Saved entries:
· · · ·

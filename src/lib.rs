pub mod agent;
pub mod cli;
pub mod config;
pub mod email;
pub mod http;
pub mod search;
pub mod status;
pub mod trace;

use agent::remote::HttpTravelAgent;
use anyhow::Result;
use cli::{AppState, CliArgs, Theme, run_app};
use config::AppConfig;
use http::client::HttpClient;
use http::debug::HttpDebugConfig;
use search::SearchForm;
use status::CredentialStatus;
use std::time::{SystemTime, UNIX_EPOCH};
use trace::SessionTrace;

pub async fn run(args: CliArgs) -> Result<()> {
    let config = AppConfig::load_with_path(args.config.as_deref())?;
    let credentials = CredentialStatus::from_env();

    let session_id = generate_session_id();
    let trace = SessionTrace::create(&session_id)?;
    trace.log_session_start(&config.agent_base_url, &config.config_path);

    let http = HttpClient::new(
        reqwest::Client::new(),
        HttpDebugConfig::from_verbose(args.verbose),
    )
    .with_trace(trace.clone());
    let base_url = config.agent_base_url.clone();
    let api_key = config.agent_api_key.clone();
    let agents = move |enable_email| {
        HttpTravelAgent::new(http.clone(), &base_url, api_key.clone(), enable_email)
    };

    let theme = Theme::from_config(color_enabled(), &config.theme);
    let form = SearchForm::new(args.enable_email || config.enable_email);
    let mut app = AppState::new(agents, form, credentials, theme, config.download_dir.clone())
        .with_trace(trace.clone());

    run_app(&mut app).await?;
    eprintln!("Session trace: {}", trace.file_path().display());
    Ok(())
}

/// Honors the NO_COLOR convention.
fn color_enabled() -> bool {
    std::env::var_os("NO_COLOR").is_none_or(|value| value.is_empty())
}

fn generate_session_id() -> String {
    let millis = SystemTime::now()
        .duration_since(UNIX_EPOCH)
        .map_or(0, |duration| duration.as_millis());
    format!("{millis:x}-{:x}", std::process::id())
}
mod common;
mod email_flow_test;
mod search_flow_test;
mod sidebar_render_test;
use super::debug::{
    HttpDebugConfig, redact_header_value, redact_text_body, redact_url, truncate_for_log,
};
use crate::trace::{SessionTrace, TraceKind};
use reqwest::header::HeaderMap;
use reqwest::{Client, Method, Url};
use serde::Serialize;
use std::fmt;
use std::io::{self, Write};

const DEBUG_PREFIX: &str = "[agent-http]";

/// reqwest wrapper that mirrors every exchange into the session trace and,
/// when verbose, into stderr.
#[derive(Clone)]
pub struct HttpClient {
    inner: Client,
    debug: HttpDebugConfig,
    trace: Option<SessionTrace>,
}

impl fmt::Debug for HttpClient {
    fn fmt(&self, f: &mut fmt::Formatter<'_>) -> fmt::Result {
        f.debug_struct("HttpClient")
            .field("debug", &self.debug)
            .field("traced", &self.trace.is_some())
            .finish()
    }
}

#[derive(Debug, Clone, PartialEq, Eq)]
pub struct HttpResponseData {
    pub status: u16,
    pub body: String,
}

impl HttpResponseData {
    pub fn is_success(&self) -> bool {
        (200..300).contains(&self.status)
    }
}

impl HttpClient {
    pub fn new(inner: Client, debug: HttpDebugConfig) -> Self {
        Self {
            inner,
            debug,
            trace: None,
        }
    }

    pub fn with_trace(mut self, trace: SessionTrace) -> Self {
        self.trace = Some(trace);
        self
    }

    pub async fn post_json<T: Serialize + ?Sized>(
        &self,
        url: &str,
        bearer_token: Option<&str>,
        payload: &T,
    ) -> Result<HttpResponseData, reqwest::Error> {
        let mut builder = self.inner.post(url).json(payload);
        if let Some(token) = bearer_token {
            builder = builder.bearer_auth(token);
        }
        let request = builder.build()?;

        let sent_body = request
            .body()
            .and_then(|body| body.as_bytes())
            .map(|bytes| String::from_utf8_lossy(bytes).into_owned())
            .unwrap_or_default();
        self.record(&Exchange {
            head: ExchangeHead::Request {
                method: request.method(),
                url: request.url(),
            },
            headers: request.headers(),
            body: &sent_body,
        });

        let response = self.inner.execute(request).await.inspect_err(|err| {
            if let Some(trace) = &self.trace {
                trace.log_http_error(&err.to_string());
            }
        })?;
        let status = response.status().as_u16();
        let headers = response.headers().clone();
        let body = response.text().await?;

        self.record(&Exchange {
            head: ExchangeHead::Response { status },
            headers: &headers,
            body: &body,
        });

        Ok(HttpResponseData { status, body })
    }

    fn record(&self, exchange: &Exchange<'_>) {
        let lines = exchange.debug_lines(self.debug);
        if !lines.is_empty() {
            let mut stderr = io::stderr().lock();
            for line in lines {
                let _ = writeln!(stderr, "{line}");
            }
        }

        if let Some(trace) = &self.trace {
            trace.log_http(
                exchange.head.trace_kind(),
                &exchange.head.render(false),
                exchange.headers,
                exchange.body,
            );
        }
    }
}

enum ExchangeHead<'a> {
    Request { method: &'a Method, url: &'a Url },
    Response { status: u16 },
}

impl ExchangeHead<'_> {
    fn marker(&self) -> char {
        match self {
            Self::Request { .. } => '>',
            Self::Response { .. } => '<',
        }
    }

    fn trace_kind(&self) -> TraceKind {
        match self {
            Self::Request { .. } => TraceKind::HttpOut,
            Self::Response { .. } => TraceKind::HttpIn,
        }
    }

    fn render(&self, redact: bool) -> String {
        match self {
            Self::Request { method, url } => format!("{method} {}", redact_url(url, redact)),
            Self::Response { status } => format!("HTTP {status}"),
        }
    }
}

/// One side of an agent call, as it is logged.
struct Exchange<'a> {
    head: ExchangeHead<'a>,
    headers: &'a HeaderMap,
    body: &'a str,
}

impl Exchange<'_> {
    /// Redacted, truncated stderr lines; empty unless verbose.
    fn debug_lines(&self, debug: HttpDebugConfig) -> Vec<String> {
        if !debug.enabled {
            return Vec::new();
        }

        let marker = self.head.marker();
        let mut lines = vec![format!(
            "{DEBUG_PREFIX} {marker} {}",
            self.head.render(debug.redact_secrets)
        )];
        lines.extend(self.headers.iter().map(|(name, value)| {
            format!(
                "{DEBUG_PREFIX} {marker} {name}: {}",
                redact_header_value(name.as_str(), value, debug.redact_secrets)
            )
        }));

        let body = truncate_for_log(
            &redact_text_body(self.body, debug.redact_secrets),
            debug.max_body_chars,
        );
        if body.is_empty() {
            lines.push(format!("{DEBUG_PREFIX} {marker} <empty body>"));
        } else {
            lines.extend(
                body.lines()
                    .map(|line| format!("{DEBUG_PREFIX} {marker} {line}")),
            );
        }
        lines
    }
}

· · · ·

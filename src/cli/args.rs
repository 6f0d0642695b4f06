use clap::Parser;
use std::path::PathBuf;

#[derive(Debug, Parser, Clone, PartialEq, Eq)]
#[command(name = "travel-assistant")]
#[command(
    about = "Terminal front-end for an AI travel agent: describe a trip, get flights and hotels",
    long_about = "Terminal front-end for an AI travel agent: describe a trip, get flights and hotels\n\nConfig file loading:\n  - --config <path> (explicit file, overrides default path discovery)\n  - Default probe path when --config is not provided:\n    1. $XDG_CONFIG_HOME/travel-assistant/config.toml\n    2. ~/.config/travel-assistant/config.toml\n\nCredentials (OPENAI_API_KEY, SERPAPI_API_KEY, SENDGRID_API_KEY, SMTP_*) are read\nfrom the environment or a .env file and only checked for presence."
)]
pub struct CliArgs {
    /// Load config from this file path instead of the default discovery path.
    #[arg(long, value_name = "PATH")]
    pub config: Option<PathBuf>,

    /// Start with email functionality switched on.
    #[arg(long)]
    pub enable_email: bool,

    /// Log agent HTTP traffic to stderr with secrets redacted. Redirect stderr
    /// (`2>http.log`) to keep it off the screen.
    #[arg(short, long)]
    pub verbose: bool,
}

· · · ·

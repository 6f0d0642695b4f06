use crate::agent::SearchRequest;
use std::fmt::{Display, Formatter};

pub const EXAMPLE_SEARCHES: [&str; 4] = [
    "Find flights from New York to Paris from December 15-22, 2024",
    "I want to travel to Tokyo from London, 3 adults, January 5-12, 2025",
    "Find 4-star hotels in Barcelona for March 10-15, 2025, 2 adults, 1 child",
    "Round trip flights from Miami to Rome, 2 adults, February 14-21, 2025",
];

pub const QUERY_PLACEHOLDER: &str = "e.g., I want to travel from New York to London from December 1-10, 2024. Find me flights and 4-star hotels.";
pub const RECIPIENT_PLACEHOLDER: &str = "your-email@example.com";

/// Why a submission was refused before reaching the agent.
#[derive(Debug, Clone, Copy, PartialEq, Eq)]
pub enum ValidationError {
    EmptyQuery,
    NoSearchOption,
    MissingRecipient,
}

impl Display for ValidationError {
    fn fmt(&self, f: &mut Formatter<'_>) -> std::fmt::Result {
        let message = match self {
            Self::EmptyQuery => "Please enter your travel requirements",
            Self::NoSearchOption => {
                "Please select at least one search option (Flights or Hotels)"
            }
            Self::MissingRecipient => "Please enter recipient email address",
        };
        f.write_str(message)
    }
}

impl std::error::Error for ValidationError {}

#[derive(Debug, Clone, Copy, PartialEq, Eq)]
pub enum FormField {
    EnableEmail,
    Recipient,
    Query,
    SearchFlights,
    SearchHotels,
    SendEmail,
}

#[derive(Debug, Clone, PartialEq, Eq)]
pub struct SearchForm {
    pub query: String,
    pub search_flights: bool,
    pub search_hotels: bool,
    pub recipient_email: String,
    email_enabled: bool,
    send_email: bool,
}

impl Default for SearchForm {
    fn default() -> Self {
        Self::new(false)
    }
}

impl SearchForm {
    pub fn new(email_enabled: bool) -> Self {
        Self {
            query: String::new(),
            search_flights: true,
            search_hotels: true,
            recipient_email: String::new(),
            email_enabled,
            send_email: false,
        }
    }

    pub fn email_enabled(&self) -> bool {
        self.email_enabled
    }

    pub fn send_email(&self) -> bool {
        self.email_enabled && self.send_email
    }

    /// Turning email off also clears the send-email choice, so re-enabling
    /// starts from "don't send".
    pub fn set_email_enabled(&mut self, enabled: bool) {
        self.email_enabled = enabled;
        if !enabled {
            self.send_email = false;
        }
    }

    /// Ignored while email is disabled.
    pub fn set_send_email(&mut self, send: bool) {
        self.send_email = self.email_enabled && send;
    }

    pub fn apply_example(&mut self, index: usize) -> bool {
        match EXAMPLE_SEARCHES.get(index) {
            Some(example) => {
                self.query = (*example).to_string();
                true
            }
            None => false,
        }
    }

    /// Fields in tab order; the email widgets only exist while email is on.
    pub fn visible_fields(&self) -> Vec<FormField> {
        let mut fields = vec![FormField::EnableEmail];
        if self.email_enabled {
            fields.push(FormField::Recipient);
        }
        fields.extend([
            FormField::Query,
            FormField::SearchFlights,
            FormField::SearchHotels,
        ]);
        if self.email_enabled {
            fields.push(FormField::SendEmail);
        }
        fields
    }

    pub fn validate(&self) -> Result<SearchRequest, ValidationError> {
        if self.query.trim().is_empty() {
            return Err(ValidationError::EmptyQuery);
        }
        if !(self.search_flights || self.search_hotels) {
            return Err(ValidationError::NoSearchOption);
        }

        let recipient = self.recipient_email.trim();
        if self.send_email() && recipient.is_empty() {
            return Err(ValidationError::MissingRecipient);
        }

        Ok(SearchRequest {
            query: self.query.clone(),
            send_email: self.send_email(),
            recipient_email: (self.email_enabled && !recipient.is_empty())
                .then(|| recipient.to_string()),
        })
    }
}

· · · ·

- _WHAT IS NEEDED_: Exact duplication is required for the lines above, from the line that contains "filename src/lib.rs" to the line that contains "let agents = move", inclusive; omit all others.

- _SOLUTION FOR THIS EXERCISE_:
filename src/lib.rs
pub mod agent;
pub mod cli;
pub mod config;
pub mod email;
pub mod http;
pub mod search;
pub mod status;
pub mod trace;

use agent::remote::HttpTravelAgent;
use anyhow::Result;
use cli::{AppState, CliArgs, Theme, run_app};
use config::AppConfig;
use http::client::HttpClient;
use http::debug::HttpDebugConfig;
use search::SearchForm;
use status::CredentialStatus;
use std::time::{SystemTime, UNIX_EPOCH};
use trace::SessionTrace;

pub async fn run(args: CliArgs) -> Result<()> {
    let config = AppConfig::load_with_path(args.config.as_deref())?;
    let credentials = CredentialStatus::from_env();

    let session_id = generate_session_id();
    let trace = SessionTrace::create(&session_id)?;
    trace.log_session_start(&config.agent_base_url, &config.config_path);

    let http = HttpClient::new(
        reqwest::Client::new(),
        HttpDebugConfig::from_verbose(args.verbose),
    )
    .with_trace(trace.clone());
    let base_url = config.agent_base_url.clone();
    let api_key = config.agent_api_key.clone();
    let agents = move |enable_email| {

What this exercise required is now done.